Conheça três poemas, de três poetas lusófonos, que discutem a relação entre pátria e língua portuguesa em suas poesias.

Eu estava perdido entre as imagens e textos do Instagram, quando parei para ler o fragmento de uma canção, recortada e postada por um amigo (e também autor aqui no blog): o pesquisador Otávio Moraes, grande leitor e escritor exemplar de nossas belas letras. A foto dele era a reprodução de um trecho de “Língua”, famigerada música de Caetano Veloso, que deixo aqui, para servir de ruído de fundo às palavras suscitadas pela publicação de Otávio.

A proposta principal deste post é apresentar três poemas amarrados pelo signo da pátria: tema tão delicado a nós que vivemos essa lenta catástrofe do mundo contemporâneo – o mundo dos embargos e das diásporas, o mundo que definha cada dia um pouco mais, nas mãos de presidentes, facções e bancos.

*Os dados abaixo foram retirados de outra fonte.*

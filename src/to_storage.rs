/*
 * // Copyright (c) Radzivon Bartoshyk. All rights reserved.
 * //
 * // Redistribution and use in source and binary forms, with or without modification,
 * // are permitted provided that the following conditions are met:
 * //
 * // 1.  Redistributions of source code must retain the above copyright notice, this
 * // list of conditions and the following disclaimer.
 * //
 * // 2.  Redistributions in binary form must reproduce the above copyright notice,
 * // this list of conditions and the following disclaimer in the documentation
 * // and/or other materials provided with the distribution.
 * //
 * // 3.  Neither the name of the copyright holder nor the names of its
 * // contributors may be used to endorse or promote products derived from
 * // this software without specific prior written permission.
 * //
 * // THIS SOFTWARE IS PROVIDED BY THE COPYRIGHT HOLDERS AND CONTRIBUTORS "AS IS"
 * // AND ANY EXPRESS OR IMPLIED WARRANTIES, INCLUDING, BUT NOT LIMITED TO, THE
 * // IMPLIED WARRANTIES OF MERCHANTABILITY AND FITNESS FOR A PARTICULAR PURPOSE ARE
 * // DISCLAIMED. IN NO EVENT SHALL THE COPYRIGHT HOLDER OR CONTRIBUTORS BE LIABLE
 * // FOR ANY DIRECT, INDIRECT, INCIDENTAL, SPECIAL, EXEMPLARY, OR CONSEQUENTIAL
 * // DAMAGES (INCLUDING, BUT NOT LIMITED TO, PROCUREMENT OF SUBSTITUTE GOODS OR
 * // SERVICES; LOSS OF USE, DATA, OR PROFITS; OR BUSINESS INTERRUPTION) HOWEVER
 * // CAUSED AND ON ANY THEORY OF LIABILITY, WHETHER IN CONTRACT, STRICT LIABILITY,
 * // OR TORT (INCLUDING NEGLIGENCE OR OTHERWISE) ARISING IN ANY WAY OUT OF THE USE
 * // OF THIS SOFTWARE, EVEN IF ADVISED OF THE POSSIBILITY OF SUCH DAMAGE.
 */

/// Rounds an accumulated sum to nearest and saturates it into the storage range
pub trait ToStorage<T>: 'static + Copy
where
    T: 'static + Copy,
{
    fn to_(self) -> T;
}

impl ToStorage<u8> for f32 {
    #[inline(always)]
    fn to_(self) -> u8 {
        // `as` saturates and maps NaN to zero
        self.round() as u8
    }
}

#[cfg(test)]
mod tests {
    use super::*;

    #[test]
    fn test_saturates_and_rounds() {
        assert_eq!(ToStorage::<u8>::to_(-12.7f32), 0u8);
        assert_eq!(ToStorage::<u8>::to_(1020f32), 255u8);
        assert_eq!(ToStorage::<u8>::to_(127.5f32), 128u8);
        assert_eq!(ToStorage::<u8>::to_(127.49f32), 127u8);
        assert_eq!(ToStorage::<u8>::to_(f32::NAN), 0u8);
    }
}
/*
 * // Copyright (c) Radzivon Bartoshyk. All rights reserved.
 * //
 * // Redistribution and use in source and binary forms, with or without modification,
 * // are permitted provided that the following conditions are met:
 * //
 * // 1.  Redistributions of source code must retain the above copyright notice, this
 * // list of conditions and the following disclaimer.
 * //
 * // 2.  Redistributions in binary form must reproduce the above copyright notice,
 * // this list of conditions and the following disclaimer in the documentation
 * // and/or other materials provided with the distribution.
 * //
 * // 3.  Neither the name of the copyright holder nor the names of its
 * // contributors may be used to endorse or promote products derived from
 * // this software without specific prior written permission.
 * //
 * // THIS SOFTWARE IS PROVIDED BY THE COPYRIGHT HOLDERS AND CONTRIBUTORS "AS IS"
 * // AND ANY EXPRESS OR IMPLIED WARRANTIES, INCLUDING, BUT NOT LIMITED TO, THE
 * // IMPLIED WARRANTIES OF MERCHANTABILITY AND FITNESS FOR A PARTICULAR PURPOSE ARE
 * // DISCLAIMED. IN NO EVENT SHALL THE COPYRIGHT HOLDER OR CONTRIBUTORS BE LIABLE
 * // FOR ANY DIRECT, INDIRECT, INCIDENTAL, SPECIAL, EXEMPLARY, OR CONSEQUENTIAL
 * // DAMAGES (INCLUDING, BUT NOT LIMITED TO, PROCUREMENT OF SUBSTITUTE GOODS OR
 * // SERVICES; LOSS OF USE, DATA, OR PROFITS; OR BUSINESS INTERRUPTION) HOWEVER
 * // CAUSED AND ON ANY THEORY OF LIABILITY, WHETHER IN CONTRACT, STRICT LIABILITY,
 * // OR TORT (INCLUDING NEGLIGENCE OR OTHERWISE) ARISING IN ANY WAY OUT OF THE USE
 * // OF THIS SOFTWARE, EVEN IF ADVISED OF THE POSSIBILITY OF SUCH DAMAGE.
 */

use criterion::{criterion_group, criterion_main, Criterion};
use edgemask::{
    build_gaussian_laplacian, get_kernel, EdgeMode, FilterId, GrayImage, GrayImageMut,
    ThreadingPolicy,
};

pub fn criterion_benchmark(c: &mut Criterion) {
    let (width, height) = (1920u32, 1080u32);
    let src_bytes = (0..width as usize * height as usize)
        .map(|i| ((i * 7 + i / width as usize * 13) % 256) as u8)
        .collect::<Vec<u8>>();
    let src_image = GrayImage::borrow(&src_bytes, width, height);

    let sobel = get_kernel(FilterId::SobelVertical);
    let log = build_gaussian_laplacian();

    c.bench_function("edgemask: Sobel 3x3", |b| {
        let mut dst = GrayImageMut::alloc(width, height);
        b.iter(|| {
            edgemask::filter_2d(
                &src_image,
                &mut dst,
                &sobel,
                EdgeMode::Clamp,
                ThreadingPolicy::Adaptive,
            )
            .unwrap();
        })
    });

    c.bench_function("edgemask: Sobel 3x3 Single Thread", |b| {
        let mut dst = GrayImageMut::alloc(width, height);
        b.iter(|| {
            edgemask::filter_2d(
                &src_image,
                &mut dst,
                &sobel,
                EdgeMode::Clamp,
                ThreadingPolicy::Single,
            )
            .unwrap();
        })
    });

    c.bench_function("edgemask: LoG 5x5", |b| {
        let mut dst = GrayImageMut::alloc(width, height);
        b.iter(|| {
            edgemask::filter_2d(
                &src_image,
                &mut dst,
                &log,
                EdgeMode::Reflect101,
                ThreadingPolicy::Adaptive,
            )
            .unwrap();
        })
    });

    c.bench_function("edgemask: LoG 5x5 Single Thread", |b| {
        let mut dst = GrayImageMut::alloc(width, height);
        b.iter(|| {
            edgemask::filter_2d(
                &src_image,
                &mut dst,
                &log,
                EdgeMode::Reflect101,
                ThreadingPolicy::Single,
            )
            .unwrap();
        })
    });
}

criterion_group!(benches, criterion_benchmark);
criterion_main!(benches);
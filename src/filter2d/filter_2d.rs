/*
 * // Copyright (c) Radzivon Bartoshyk. All rights reserved.
 * //
 * // Redistribution and use in source and binary forms, with or without modification,
 * // are permitted provided that the following conditions are met:
 * //
 * // 1.  Redistributions of source code must retain the above copyright notice, this
 * // list of conditions and the following disclaimer.
 * //
 * // 2.  Redistributions in binary form must reproduce the above copyright notice,
 * // this list of conditions and the following disclaimer in the documentation
 * // and/or other materials provided with the distribution.
 * //
 * // 3.  Neither the name of the copyright holder nor the names of its
 * // contributors may be used to endorse or promote products derived from
 * // this software without specific prior written permission.
 * //
 * // THIS SOFTWARE IS PROVIDED BY THE COPYRIGHT HOLDERS AND CONTRIBUTORS "AS IS"
 * // AND ANY EXPRESS OR IMPLIED WARRANTIES, INCLUDING, BUT NOT LIMITED TO, THE
 * // IMPLIED WARRANTIES OF MERCHANTABILITY AND FITNESS FOR A PARTICULAR PURPOSE ARE
 * // DISCLAIMED. IN NO EVENT SHALL THE COPYRIGHT HOLDER OR CONTRIBUTORS BE LIABLE
 * // FOR ANY DIRECT, INDIRECT, INCIDENTAL, SPECIAL, EXEMPLARY, OR CONSEQUENTIAL
 * // DAMAGES (INCLUDING, BUT NOT LIMITED TO, PROCUREMENT OF SUBSTITUTE GOODS OR
 * // SERVICES; LOSS OF USE, DATA, OR PROFITS; OR BUSINESS INTERRUPTION) HOWEVER
 * // CAUSED AND ON ANY THEORY OF LIABILITY, WHETHER IN CONTRACT, STRICT LIABILITY,
 * // OR TORT (INCLUDING NEGLIGENCE OR OTHERWISE) ARISING IN ANY WAY OUT OF THE USE
 * // OF THIS SOFTWARE, EVEN IF ADVISED OF THE POSSIBILITY OF SUCH DAMAGE.
 */

use crate::filter2d::arena::{make_arena, ArenaPads};
use crate::filter2d::convolve_op::convolve_segment_2d;
use crate::filter2d::scan_se_2d::scan_se_2d;
use crate::{
    EdgeMode, FilterError, GrayImage, GrayImageMut, Kernel, KernelShape, MismatchedSize,
    ThreadingPolicy,
};
use num_traits::AsPrimitive;
use rayon::iter::{IndexedParallelIterator, ParallelIterator};
use rayon::prelude::ParallelSliceMut;

/// This performs direct 2D correlation on image.
///
/// Output pixel `(y, x)` is the sum of `kernel[ky][kx] * image[y + ky - ay][x + kx - ax]`
/// where `(ay, ax)` is the kernel anchor, rounded and saturated into `0..=255`.
///
/// # Arguments
///
/// * `src`: Source image.
/// * `dst`: Destination image, owned storage is resized to the source.
/// * `kernel`: Kernel, see [Kernel] for more info.
/// * `border_mode`: Border handling mode see [EdgeMode] for more info.
/// * `threading_policy`: See [ThreadingPolicy] for more info.
///
/// # Examples
///
/// ```
/// use edgemask::{filter_2d, get_kernel, EdgeMode, FilterId, GrayImage, GrayImageMut, ThreadingPolicy};
/// let src = vec![128u8; 16 * 16];
/// let image = GrayImage::borrow(&src, 16, 16);
/// let mut dst = GrayImageMut::default();
/// filter_2d(
///     &image,
///     &mut dst,
///     &get_kernel(FilterId::Roberts),
///     EdgeMode::Clamp,
///     ThreadingPolicy::Single,
/// )
/// .unwrap();
/// assert!(dst.data.borrow().iter().all(|&x| x == 0));
/// ```
pub fn filter_2d(
    src: &GrayImage,
    dst: &mut GrayImageMut,
    kernel: &Kernel,
    border_mode: EdgeMode,
    threading_policy: ThreadingPolicy,
) -> Result<(), FilterError> {
    filter_2d_arbitrary(
        src,
        dst,
        kernel.weights(),
        kernel.shape(),
        border_mode,
        threading_policy,
    )
}

/// This performs direct 2D correlation on image with a raw row-major kernel.
///
/// # Arguments
///
/// * `src`: Source image.
/// * `dst`: Destination image.
/// * `kernel`: Row-major weights, integral kernels are accepted as is.
/// * `kernel_shape`: Kernel size, see [KernelShape] for more info.
/// * `border_mode`: Border handling mode see [EdgeMode] for more info.
/// * `threading_policy`: See [ThreadingPolicy] for more info.
///
pub fn filter_2d_arbitrary<F>(
    src: &GrayImage,
    dst: &mut GrayImageMut,
    kernel: &[F],
    kernel_shape: KernelShape,
    border_mode: EdgeMode,
    threading_policy: ThreadingPolicy,
) -> Result<(), FilterError>
where
    F: Copy + PartialEq + AsPrimitive<f32>,
    i32: AsPrimitive<F>,
{
    let kernel_width = kernel_shape.width;
    let kernel_height = kernel_shape.height;
    if kernel_width == 0 || kernel_height == 0 {
        return Err(FilterError::DimensionMismatch);
    }
    if kernel_height * kernel_width != kernel.len() {
        return Err(FilterError::KernelSizeMismatch(MismatchedSize {
            expected: kernel_height * kernel_width,
            received: kernel.len(),
        }));
    }
    src.check_layout()?;
    dst.check_layout(Some(src))?;
    src.size_matches_mut(dst)?;

    let image_size = src.size();
    let dst_stride = dst.row_stride() as usize;

    let analyzed_se = scan_se_2d(kernel, kernel_shape);

    if analyzed_se.is_empty() {
        for row in dst
            .data
            .borrow_mut()
            .chunks_mut(dst_stride)
            .take(image_size.height)
        {
            row[..image_size.width].fill(0);
        }
        return Ok(());
    }

    let (arena_source, arena) = make_arena(
        src,
        ArenaPads::from_kernel_shape(kernel_shape),
        border_mode,
    )?;

    let arena_source_slice = arena_source.as_slice();
    let kernel_slice = analyzed_se.as_slice();

    let thread_count = threading_policy.thread_count(image_size.width, image_size.height);
    let pool = if thread_count == 1 {
        None
    } else {
        rayon::ThreadPoolBuilder::new()
            .num_threads(thread_count)
            .build()
            .ok()
    };

    let dst_data = dst.data.borrow_mut();
    let dst_data = &mut dst_data[..dst_stride * (image_size.height - 1) + image_size.width];

    if let Some(pool) = &pool {
        pool.install(|| {
            dst_data
                .par_chunks_mut(dst_stride)
                .enumerate()
                .for_each(|(y, row)| {
                    convolve_segment_2d(
                        arena,
                        arena_source_slice,
                        row,
                        image_size,
                        kernel_slice,
                        y,
                    );
                });
        });
    } else {
        for (y, row) in dst_data.chunks_mut(dst_stride).enumerate() {
            convolve_segment_2d(arena, arena_source_slice, row, image_size, kernel_slice, y);
        }
    }
    Ok(())
}

/// Applies `kernel` with replicated borders on the current thread and returns a new image
pub fn apply(image: &GrayImage, kernel: &Kernel) -> Result<GrayImageMut<'static>, FilterError> {
    let mut dst = GrayImageMut::default();
    filter_2d(image, &mut dst, kernel, EdgeMode::Clamp, ThreadingPolicy::Single)?;
    Ok(dst)
}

Mas antes de passar aos poemas propriamente escritos, gostaria de fazer uma breve contação (entre ficção e fato), para dar tempo não só de terminar a reprodução da canção, como também para contextualizar meu encontro com os versos que vou colocar adiante.

Pois bem, começo destacando que – à parte o relato pessoal de Otávio, que serve de legenda à foto postada em seu perfil – o trecho emprestado de Caetano é o seguinte:

E sei que a poesia está para a prosa
Assim como o amor está para a amizade
E quem há de negar que esta lhe é superior?
E deixe os Portugais morrerem à míngua
Minha pátria é minha língua

O que me fisgou foram justamente os últimos versos: “E deixe os Portugais morrerem à míngua / Minha pátria é minha língua”, que, martelando em minha memória, fizeram de mim um inseto preso àquela teia de informações que a aranha da vida acabou tecendo, depois de tanto tempo aqui dentro da cabeça vazia. De repente, eu estava ali, diante dessa aranha, que amarrava outro verso àqueles últimos que li:

A pátria é a língua em que escrevo por acaso de gerações

E lá se foi uma manhã inteira, mastigando o tal verso, tentando adivinhar a autoria, porque têm horas que leitor é bicho orgulhoso e, contrariando a facilidade da internet, se empoleira na estante no exercício meticuloso de refazer os passos e as palavras que já leu. Sabia que era poeta de minha pátria (escrevia em português, é claro), mas quem podia ser? Perguntei à minha companheira, que também não se lembrava ou conhecia, e, daí, fui aos livros, tentando arrancar os segredos desde as lombadas.

Sempre que folheava e não encontrava nada parecido, eu me sentia exilado daquilo que restava só como algo familiar, mas pouco concreto, e quase cedi à vontade de ligar o computador e googlar aquelas poucas palavras de que me lembrava. Mas, apesar da demora do tomo a tomo, quando finalmente recuperei a possível origem daquele verso, o que encontrei foi uma surpresa feliz. Eu estava enganado: não se tratava apenas de um poema de qualquer brasileiro, na verdade, o verso se abriu em três joias raras de nossa seara lusófona, misturadas e picotadas pelo cotidiano e guardadas na forma simples que a memória encontrou: um pouco de “pátria” mais “língua” mais uns verbos mais umas nasais.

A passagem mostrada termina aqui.